As they talked a stranger appeared and joined them. What are you talking about? he asked.

Cleopas, “Are you the only one who doesn’t know?”

The stranger, “What is it I don’t know?”

Then they spoke in a rush, first one then the other “About Jesus of Nazareth of course … how the chief priests got him crucified … we had hoped he was the Messiah Christ … and this morning some of my women friends told us the tomb was empty … and some angels told them that Jesus was alive … we didn’t believe, but two of our men went to check, and – well – the tomb was empty … “

But the stranger interrupted, “Why so slow to believe! The prophets did tell how the Messiah Christ had to suffer – be killed like a lamb – and then return to heaven.” And he went on to explain how the whole Hebrew shastra spoke of Jesus (because that is who the stranger was).
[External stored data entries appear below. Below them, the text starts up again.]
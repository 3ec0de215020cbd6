//! Sentence segmentation and duration estimates.
//!
//! A boundary is one of `.`, `!` or `?` immediately followed by whitespace.
//! Segments keep their byte range in the source text so the controller can
//! take suffixes of the original string without re-joining anything.

use std::ops::Range;

/// Average milliseconds per word at 1.0x (roughly 150 words per minute).
pub const DEFAULT_MS_PER_WORD: f64 = 400.0;

/// One sentence-like piece of the input.
#[derive(Debug, Clone, PartialEq)]
pub struct Segment {
    /// The trimmed sentence text.
    pub text: String,
    /// Byte range of `text` within the source.
    pub range: Range<usize>,
    /// Number of whitespace-separated words.
    pub word_count: usize,
    /// Predicted synthesis time at the requested speed.
    pub estimated_duration_ms: f64,
}

/// Splits text into segments using a fixed words-per-minute model.
#[derive(Debug, Clone, Copy, PartialEq)]
pub struct UtteranceSegmenter {
    ms_per_word: f64,
}

impl Default for UtteranceSegmenter {
    fn default() -> Self {
        Self {
            ms_per_word: DEFAULT_MS_PER_WORD,
        }
    }
}

impl UtteranceSegmenter {
    /// A segmenter using `ms_per_word` at 1.0x. Non-positive values use the default.
    pub fn new(ms_per_word: f64) -> Self {
        if ms_per_word.is_finite() && ms_per_word > 0.0 {
            Self { ms_per_word }
        } else {
            Self::default()
        }
    }

    /// Milliseconds per word at 1.0x.
    pub fn ms_per_word(&self) -> f64 {
        self.ms_per_word
    }

    /// Milliseconds per word at `speed`.
    pub fn ms_per_word_at(&self, speed: f64) -> f64 {
        self.ms_per_word / effective_speed(speed)
    }

    /// Split `text` into ordered segments with durations for `speed`.
    pub fn segment(&self, text: &str, speed: f64) -> Vec<Segment> {
        let per_word = self.ms_per_word_at(speed);

        sentence_ranges(text)
            .into_iter()
            .map(|range| {
                let piece = &text[range.clone()];
                let word_count = piece.split_whitespace().count();
                Segment {
                    text: piece.to_string(),
                    range,
                    word_count,
                    estimated_duration_ms: word_count as f64 * per_word,
                }
            })
            .collect()
    }
}

/// Segment with the default words-per-minute model.
pub fn segment(text: &str, speed: f64) -> Vec<Segment> {
    UtteranceSegmenter::default().segment(text, speed)
}

/// A usable speed multiplier: non-finite or non-positive values become `1.0`.
pub fn effective_speed(speed: f64) -> f64 {
    if speed.is_finite() && speed > 0.0 {
        speed
    } else {
        1.0
    }
}

/// Byte ranges of every whitespace-separated word in `text`.
pub fn word_spans(text: &str) -> Vec<Range<usize>> {
    let mut spans = Vec::new();
    let mut start = None;

    for (idx, ch) in text.char_indices() {
        match (ch.is_whitespace(), start) {
            (true, Some(s)) => {
                spans.push(s..idx);
                start = None;
            }
            (false, None) => start = Some(idx),
            _ => {}
        }
    }
    if let Some(s) = start {
        spans.push(s..text.len());
    }
    spans
}

fn sentence_ranges(text: &str) -> Vec<Range<usize>> {
    let mut ranges = Vec::new();
    let mut start = 0;
    let mut chars = text.char_indices().peekable();

    while let Some((_, ch)) = chars.next() {
        if !matches!(ch, '.' | '!' | '?') {
            continue;
        }
        if let Some(&(next_idx, next)) = chars.peek()
            && next.is_whitespace()
        {
            push_trimmed(text, start..next_idx, &mut ranges);
            start = next_idx;
        }
    }
    push_trimmed(text, start..text.len(), &mut ranges);
    ranges
}

fn push_trimmed(text: &str, range: Range<usize>, out: &mut Vec<Range<usize>>) {
    let piece = &text[range.clone()];
    let trimmed_start = piece.len() - piece.trim_start().len();
    let trimmed_end = piece.trim_end().len();
    if trimmed_end > trimmed_start {
        out.push(range.start + trimmed_start..range.start + trimmed_end);
    }
}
At their home they asked him in. Then at supper he thanked God for the meal in the manner in which he had always done, and they realized he was Jesus!

At once he vanished, and they were left looking at each other open-mouthed, “Didn’t great feelings of joy warm us inside as he explained the shastra?” they said.

Instead of Jesus’ death being the end of all their hopes for salvation, it was actually the final fulfilment of God’s plan which had existed from the very beginning. And they rushed back by night, and found the others too had no thought of sleeping, because Jesus had risen!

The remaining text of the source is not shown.